The answer must be every line of the records in which the string "ChannelKind" appears.

Collected data
────────────────
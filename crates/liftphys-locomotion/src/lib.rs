use glam::Quat;
use liftphys_core::types::{Vec3, Velocity};
use liftphys_core::BodyId;
use liftphys_dynamics::Bodies;

/// Movement-state hints pushed by the interaction side: a speed throttle in
/// [0,1] and an optional body to keep facing. Neutral = no penalty, free look.
#[derive(Copy, Clone, Debug, Default)]
pub struct MovementState {
    pub speed_penalty: f32,
    pub forced_look: Option<BodyId>,
}

impl MovementState {
    pub fn set(&mut self, speed_penalty: f32, forced_look: Option<BodyId>) {
        self.speed_penalty = speed_penalty.clamp(0.0, 1.0);
        self.forced_look = forced_look;
    }

    pub fn neutral(&mut self) {
        *self = Self::default();
    }

    #[inline]
    pub fn speed_scale(&self) -> f32 {
        1.0 - self.speed_penalty
    }
}

/// Velocity-driven planar mover for a holder body. Writes the target
/// velocity directly (keeping the vertical component for gravity) and slerps
/// facing toward the move direction, or toward a carried object when the
/// movement state forces it.
#[derive(Copy, Clone, Debug)]
pub struct HolderMover {
    pub body: BodyId,
    pub move_speed: f32,
    pub rotation_speed: f32,
}

impl HolderMover {
    pub fn new(body: BodyId) -> Self {
        Self { body, move_speed: 8.0, rotation_speed: 15.0 }
    }

    pub fn step(&self, bodies: &mut Bodies, input_dir: Vec3, state: &MovementState, dt: f32) {
        let dir = Vec3::new(input_dir.x, 0.0, input_dir.z).normalize_or_zero();
        let speed = self.move_speed * state.speed_scale();

        let mut v = bodies.vel(self.body.0);
        let vy = v.lin.y;
        v.lin = dir * speed;
        v.lin.y = vy;
        bodies.set_vel(self.body.0, Velocity { lin: v.lin, ang: v.ang });

        // facing: forced look wins over move direction
        let look = match state.forced_look {
            Some(target) => {
                let to = bodies.pose(target.0).pos - bodies.pose(self.body.0).pos;
                Vec3::new(to.x, 0.0, to.z).normalize_or_zero()
            }
            None => dir,
        };
        if look.length_squared() > 1.0e-6 {
            let mut pose = bodies.pose(self.body.0);
            // forward convention is +X
            let target_rot = Quat::from_rotation_arc(glam::Vec3::X, look.into());
            let t = (self.rotation_speed * dt).clamp(0.0, 1.0);
            pose.rot = pose.rot.slerp(target_rot, t).normalize();
            bodies.set_pose(self.body.0, pose);
        }
    }
}
use serde::{Deserialize, Serialize};
use serde_json::{json, Map, Value as JsonValue};

use crate::config::CodecConfig;
use crate::data::{
    AnimationDocument, ChannelEntry, ChannelKind, ConstantMode, Interpolation, Keyframe,
    TangentMode,
};
use crate::error::{AnimIoError, Result};

/// Format version implied by files without a `version` key (all files written so far).
pub const FORMAT_VERSION: u32 = 0;

/// Public API: parse an animation document from JSON text.
///
/// Notes:
/// - An axis is static when its first record carries `"static": true`; a static
///   axis holds exactly one record.
/// - Every keyframe field is required; ordinals must name a known enumerator.
/// - The result is validated (both channels, three axes, ascending times) so a
///   successful parse is safe to import.
pub fn parse_document_json(s: &str) -> Result<AnimationDocument> {
    let raw: RawDocument = serde_json::from_str(s)?;
    if raw.version > FORMAT_VERSION {
        return Err(AnimIoError::invalid(format!(
            "unsupported format version {}",
            raw.version
        )));
    }

    let doc = AnimationDocument {
        translation: to_entries(ChannelKind::Translation, raw.translation)?,
        rotation: to_entries(ChannelKind::Rotation, raw.rotation)?,
    };
    doc.validate()?;
    Ok(doc)
}

/// Render `doc` in the persisted layout: sorted keys, `cfg.json_indent` spaces.
///
/// Non-finite numbers have no JSON form, so a record holding one fails with
/// [`AnimIoError::MalformedRecord`] instead of being written as `null`.
pub fn document_to_json(doc: &AnimationDocument, cfg: &CodecConfig) -> Result<String> {
    let mut root = Map::new();
    for kind in ChannelKind::ALL {
        let axes = doc
            .channel(kind)
            .iter()
            .enumerate()
            .map(|(axis, entry)| entry_to_json(kind, axis, entry))
            .collect::<Result<Vec<_>>>()?;
        root.insert(kind.key().to_string(), JsonValue::Array(axes));
    }

    let indent = " ".repeat(cfg.json_indent);
    let formatter = serde_json::ser::PrettyFormatter::with_indent(indent.as_bytes());
    let mut buf = Vec::new();
    let mut ser = serde_json::Serializer::with_formatter(&mut buf, formatter);
    JsonValue::Object(root).serialize(&mut ser)?;
    // serde_json only emits valid UTF-8.
    Ok(String::from_utf8_lossy(&buf).into_owned())
}

fn entry_to_json(channel: ChannelKind, axis: usize, entry: &ChannelEntry) -> Result<JsonValue> {
    let not_finite = |index: usize, name: &str, v: f64| AnimIoError::MalformedRecord {
        channel,
        axis,
        index,
        reason: format!("'{name}' is {v}, which JSON cannot represent"),
    };

    match entry {
        ChannelEntry::Static(value) => {
            finite(*value, "value").map_err(|(name, v)| not_finite(0, name, v))?;
            Ok(json!([{ "static": true, "value": value }]))
        }
        ChannelEntry::Animated(keys) => keys
            .iter()
            .enumerate()
            .map(|(index, k)| key_to_json(k).map_err(|(name, v)| not_finite(index, name, v)))
            .collect::<Result<Vec<_>>>()
            .map(JsonValue::Array),
    }
}

fn finite(v: f64, name: &'static str) -> std::result::Result<f64, (&'static str, f64)> {
    if v.is_finite() {
        Ok(v)
    } else {
        Err((name, v))
    }
}

fn key_to_json(k: &Keyframe) -> std::result::Result<JsonValue, (&'static str, f64)> {
    Ok(json!({
        "time": k.time,
        "value": finite(k.value, "value")?,
        "interpolation": k.interpolation.ordinal(),
        "tangent-mode": k.tangent_mode.ordinal(),
        "constant-mode": k.constant_mode.ordinal(),
        "left-derivative": finite(k.left_derivative, "left-derivative")?,
        "right-derivative": finite(k.right_derivative, "right-derivative")?,
        "left-weight": finite(k.left_weight, "left-weight")?,
        "right-weight": finite(k.right_weight, "right-weight")?,
    }))
}

fn to_entries(channel: ChannelKind, axes: Vec<Vec<RawRecord>>) -> Result<Vec<ChannelEntry>> {
    axes.into_iter()
        .enumerate()
        .map(|(axis, records)| to_entry(channel, axis, records))
        .collect()
}

fn to_entry(channel: ChannelKind, axis: usize, records: Vec<RawRecord>) -> Result<ChannelEntry> {
    let malformed = |index: usize, reason: String| AnimIoError::MalformedRecord {
        channel,
        axis,
        index,
        reason,
    };

    match records.first() {
        Some(first) if first.is_static => {
            if records.len() > 1 {
                return Err(malformed(1, "static axis holds more than one record".into()));
            }
            let value = first
                .value
                .ok_or_else(|| malformed(0, "missing field 'value'".into()))?;
            Ok(ChannelEntry::Static(value))
        }
        _ => {
            let keys = records
                .iter()
                .enumerate()
                .map(|(index, r)| r.to_keyframe().map_err(|reason| malformed(index, reason)))
                .collect::<Result<Vec<_>>>()?;
            Ok(ChannelEntry::Animated(keys))
        }
    }
}

// ----- JSON schema (serde) -----

#[derive(Debug, Deserialize)]
struct RawDocument {
    #[serde(default)]
    version: u32,
    #[serde(rename = "Translation", default)]
    translation: Vec<Vec<RawRecord>>,
    #[serde(rename = "Rotation", default)]
    rotation: Vec<Vec<RawRecord>>,
}

#[derive(Debug, Deserialize)]
struct RawRecord {
    #[serde(rename = "static", default)]
    is_static: bool,
    value: Option<f64>,
    time: Option<i64>,
    interpolation: Option<u8>,
    #[serde(rename = "tangent-mode")]
    tangent_mode: Option<u8>,
    #[serde(rename = "constant-mode")]
    constant_mode: Option<u8>,
    #[serde(rename = "left-derivative")]
    left_derivative: Option<f64>,
    #[serde(rename = "right-derivative")]
    right_derivative: Option<f64>,
    #[serde(rename = "left-weight")]
    left_weight: Option<f64>,
    #[serde(rename = "right-weight")]
    right_weight: Option<f64>,
}

fn field<T>(v: Option<T>, name: &str) -> std::result::Result<T, String> {
    v.ok_or_else(|| format!("missing field '{name}'"))
}

fn ordinal<T>(v: Option<u8>, name: &str) -> std::result::Result<T, String>
where
    T: TryFrom<u8, Error = u8>,
{
    T::try_from(field(v, name)?).map_err(|n| format!("unknown {name} ordinal {n}"))
}

impl RawRecord {
    fn to_keyframe(&self) -> std::result::Result<Keyframe, String> {
        if self.is_static {
            return Err("static record inside a keyed axis".into());
        }
        Ok(Keyframe {
            time: field(self.time, "time")?,
            value: field(self.value, "value")?,
            interpolation: ordinal::<Interpolation>(self.interpolation, "interpolation")?,
            tangent_mode: ordinal::<TangentMode>(self.tangent_mode, "tangent-mode")?,
            constant_mode: ordinal::<ConstantMode>(self.constant_mode, "constant-mode")?,
            left_derivative: field(self.left_derivative, "left-derivative")?,
            right_derivative: field(self.right_derivative, "right-derivative")?,
            left_weight: field(self.left_weight, "left-weight")?,
            right_weight: field(self.right_weight, "right-weight")?,
        })
    }
}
────────────────
ANSWER FOR THIS EXERCISE:
    AnimationDocument, ChannelEntry, ChannelKind, ConstantMode, Interpolation, Keyframe,
        translation: to_entries(ChannelKind::Translation, raw.translation)?,
        rotation: to_entries(ChannelKind::Rotation, raw.rotation)?,
    for kind in ChannelKind::ALL {
fn entry_to_json(channel: ChannelKind, axis: usize, entry: &ChannelEntry) -> Result<JsonValue> {
fn to_entries(channel: ChannelKind, axes: Vec<Vec<RawRecord>>) -> Result<Vec<ChannelEntry>> {
fn to_entry(channel: ChannelKind, axis: usize, records: Vec<RawRecord>) -> Result<ChannelEntry> {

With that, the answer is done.